Your assignment
Your task is to copy every entry exactly.

[Collected data entries]
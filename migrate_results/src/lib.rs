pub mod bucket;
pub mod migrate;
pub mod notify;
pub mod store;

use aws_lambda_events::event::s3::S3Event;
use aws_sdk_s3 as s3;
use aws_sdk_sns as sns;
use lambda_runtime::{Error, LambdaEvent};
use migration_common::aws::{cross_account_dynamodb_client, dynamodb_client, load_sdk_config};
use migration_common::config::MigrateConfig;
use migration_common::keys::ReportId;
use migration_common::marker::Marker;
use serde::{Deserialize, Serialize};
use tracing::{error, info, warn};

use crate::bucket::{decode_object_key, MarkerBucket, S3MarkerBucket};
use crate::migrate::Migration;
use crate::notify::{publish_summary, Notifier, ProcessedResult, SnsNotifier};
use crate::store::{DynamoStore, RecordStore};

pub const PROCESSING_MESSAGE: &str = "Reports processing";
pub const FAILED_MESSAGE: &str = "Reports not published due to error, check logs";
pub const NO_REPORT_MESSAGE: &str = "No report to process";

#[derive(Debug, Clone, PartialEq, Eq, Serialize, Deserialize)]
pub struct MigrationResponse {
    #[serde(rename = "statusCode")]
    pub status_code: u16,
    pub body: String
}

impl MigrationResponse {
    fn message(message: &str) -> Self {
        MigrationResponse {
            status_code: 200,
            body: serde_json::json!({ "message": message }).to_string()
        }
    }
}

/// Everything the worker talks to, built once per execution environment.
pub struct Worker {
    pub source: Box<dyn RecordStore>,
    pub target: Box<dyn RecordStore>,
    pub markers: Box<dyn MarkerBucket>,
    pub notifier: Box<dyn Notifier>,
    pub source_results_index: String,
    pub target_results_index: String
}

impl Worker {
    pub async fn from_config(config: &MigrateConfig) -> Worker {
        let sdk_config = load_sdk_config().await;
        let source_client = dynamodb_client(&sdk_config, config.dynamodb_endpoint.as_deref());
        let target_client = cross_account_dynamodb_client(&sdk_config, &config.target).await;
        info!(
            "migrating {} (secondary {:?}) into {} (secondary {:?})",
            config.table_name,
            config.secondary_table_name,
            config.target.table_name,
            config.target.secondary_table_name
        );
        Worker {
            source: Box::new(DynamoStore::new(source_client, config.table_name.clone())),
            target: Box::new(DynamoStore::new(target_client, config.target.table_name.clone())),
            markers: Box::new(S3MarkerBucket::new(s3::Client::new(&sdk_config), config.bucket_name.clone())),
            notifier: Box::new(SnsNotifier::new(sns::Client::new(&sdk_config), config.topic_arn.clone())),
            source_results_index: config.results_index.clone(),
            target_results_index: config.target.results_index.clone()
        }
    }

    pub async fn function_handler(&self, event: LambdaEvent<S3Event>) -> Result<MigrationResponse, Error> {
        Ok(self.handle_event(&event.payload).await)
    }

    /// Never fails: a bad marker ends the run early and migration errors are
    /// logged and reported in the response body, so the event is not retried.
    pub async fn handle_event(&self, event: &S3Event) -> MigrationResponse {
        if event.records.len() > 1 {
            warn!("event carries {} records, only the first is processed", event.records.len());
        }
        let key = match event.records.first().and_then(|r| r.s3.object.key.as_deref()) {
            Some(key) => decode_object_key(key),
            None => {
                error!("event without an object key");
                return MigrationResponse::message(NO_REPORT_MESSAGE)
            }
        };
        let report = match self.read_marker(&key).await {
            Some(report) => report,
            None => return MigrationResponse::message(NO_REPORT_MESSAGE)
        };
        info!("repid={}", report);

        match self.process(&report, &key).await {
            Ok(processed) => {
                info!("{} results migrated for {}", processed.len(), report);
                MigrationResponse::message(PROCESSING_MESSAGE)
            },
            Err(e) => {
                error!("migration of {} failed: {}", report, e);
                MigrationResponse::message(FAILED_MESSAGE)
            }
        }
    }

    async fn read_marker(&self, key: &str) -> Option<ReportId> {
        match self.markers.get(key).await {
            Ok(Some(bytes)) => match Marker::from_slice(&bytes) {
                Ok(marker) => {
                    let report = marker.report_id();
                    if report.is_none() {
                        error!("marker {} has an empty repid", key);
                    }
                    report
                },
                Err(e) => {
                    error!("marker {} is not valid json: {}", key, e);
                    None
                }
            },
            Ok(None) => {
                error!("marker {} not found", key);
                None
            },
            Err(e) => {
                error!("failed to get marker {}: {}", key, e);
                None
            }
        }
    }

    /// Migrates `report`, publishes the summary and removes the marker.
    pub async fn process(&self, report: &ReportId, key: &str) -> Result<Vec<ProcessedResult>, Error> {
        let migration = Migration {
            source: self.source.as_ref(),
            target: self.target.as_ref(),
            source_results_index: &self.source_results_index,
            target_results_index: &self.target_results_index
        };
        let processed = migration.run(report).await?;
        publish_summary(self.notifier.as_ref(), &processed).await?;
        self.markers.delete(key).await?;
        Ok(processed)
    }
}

Response to the exercise
filename migrate_results/src/lib.rs
pub mod bucket;
pub mod migrate;
pub mod notify;
pub mod store;

use aws_lambda_events::event::s3::S3Event;
use aws_sdk_s3 as s3;
use aws_sdk_sns as sns;
use lambda_runtime::{Error, LambdaEvent};
use migration_common::aws::{cross_account_dynamodb_client, dynamodb_client, load_sdk_config};
use migration_common::config::MigrateConfig;
use migration_common::keys::ReportId;
use migration_common::marker::Marker;
use serde::{Deserialize, Serialize};
use tracing::{error, info, warn};

use crate::bucket::{decode_object_key, MarkerBucket, S3MarkerBucket};
use crate::migrate::Migration;
use crate::notify::{publish_summary, Notifier, ProcessedResult, SnsNotifier};
use crate::store::{DynamoStore, RecordStore};

pub const PROCESSING_MESSAGE: &str = "Reports processing";
pub const FAILED_MESSAGE: &str = "Reports not published due to error, check logs";
pub const NO_REPORT_MESSAGE: &str = "No report to process";

#[derive(Debug, Clone, PartialEq, Eq, Serialize, Deserialize)]
pub struct MigrationResponse {
    #[serde(rename = "statusCode")]
    pub status_code: u16,
    pub body: String
}

impl MigrationResponse {
    fn message(message: &str) -> Self {
        MigrationResponse {
            status_code: 200,
            body: serde_json::json!({ "message": message }).to_string()
        }
    }
}

/// Everything the worker talks to, built once per execution environment.
pub struct Worker {
    pub source: Box<dyn RecordStore>,
    pub target: Box<dyn RecordStore>,
    pub markers: Box<dyn MarkerBucket>,
    pub notifier: Box<dyn Notifier>,
    pub source_results_index: String,
    pub target_results_index: String
}

impl Worker {
    pub async fn from_config(config: &MigrateConfig) -> Worker {
        let sdk_config = load_sdk_config().await;
        let source_client = dynamodb_client(&sdk_config, config.dynamodb_endpoint.as_deref());
        let target_client = cross_account_dynamodb_client(&sdk_config, &config.target).await;
        info!(
            "migrating {} (secondary {:?}) into {} (secondary {:?})",
            config.table_name,
            config.secondary_table_name,
            config.target.table_name,
            config.target.secondary_table_name
        );
        Worker {
            source: Box::new(DynamoStore::new(source_client, config.table_name.clone())),
            target: Box::new(DynamoStore::new(target_client, config.target.table_name.clone())),
            markers: Box::new(S3MarkerBucket::new(s3::Client::new(&sdk_config), config.bucket_name.clone())),
            notifier: Box::new(SnsNotifier::new(sns::Client::new(&sdk_config), config.topic_arn.clone())),
            source_results_index: config.results_index.clone(),
            target_results_index: config.target.results_index.clone()
        }
    }

    pub async fn function_handler(&self, event: LambdaEvent<S3Event>) -> Result<MigrationResponse, Error> {
        Ok(self.handle_event(&event.payload).await)
    }

    /// Never fails: a bad marker ends the run early and migration errors are
    /// logged and reported in the response body, so the event is not retried.
    pub async fn handle_event(&self, event: &S3Event) -> MigrationResponse {
        if event.records.len() > 1 {
            warn!("event carries {} records, only the first is processed", event.records.len());
        }
        let key = match event.records.first().and_then(|r| r.s3.object.key.as_deref()) {
            Some(key) => decode_object_key(key),
            None => {
                error!("event without an object key");
                return MigrationResponse::message(NO_REPORT_MESSAGE)
            }
        };
        let report = match self.read_marker(&key).await {
            Some(report) => report,
            None => return MigrationResponse::message(NO_REPORT_MESSAGE)
        };
        info!("repid={}", report);

        match self.process(&report, &key).await {
            Ok(processed) => {
                info!("{} results migrated for {}", processed.len(), report);
                MigrationResponse::message(PROCESSING_MESSAGE)
            },
            Err(e) => {
                error!("migration of {} failed: {}", report, e);
                MigrationResponse::message(FAILED_MESSAGE)
            }
        }
    }

    async fn read_marker(&self, key: &str) -> Option<ReportId> {
        match self.markers.get(key).await {
            Ok(Some(bytes)) => match Marker::from_slice(&bytes) {
                Ok(marker) => {
                    let report = marker.report_id();
                    if report.is_none() {
                        error!("marker {} has an empty repid", key);
                    }
                    report
                },
                Err(e) => {
                    error!("marker {} is not valid json: {}", key, e);
                    None
                }
            },
            Ok(None) => {
                error!("marker {} not found", key);
                None
            },
            Err(e) => {
                error!("failed to get marker {}: {}", key, e);
                None
            }
        }
    }

    /// Migrates `report`, publishes the summary and removes the marker.
    pub async fn process(&self, report: &ReportId, key: &str) -> Result<Vec<ProcessedResult>, Error> {
        let migration = Migration {
            source: self.source.as_ref(),
            target: self.target.as_ref(),
            source_results_index: &self.source_results_index,
            target_results_index: &self.target_results_index
        };
        let processed = migration.run(report).await?;
        publish_summary(self.notifier.as_ref(), &processed).await?;
        self.markers.delete(key).await?;
        Ok(processed)
    }
}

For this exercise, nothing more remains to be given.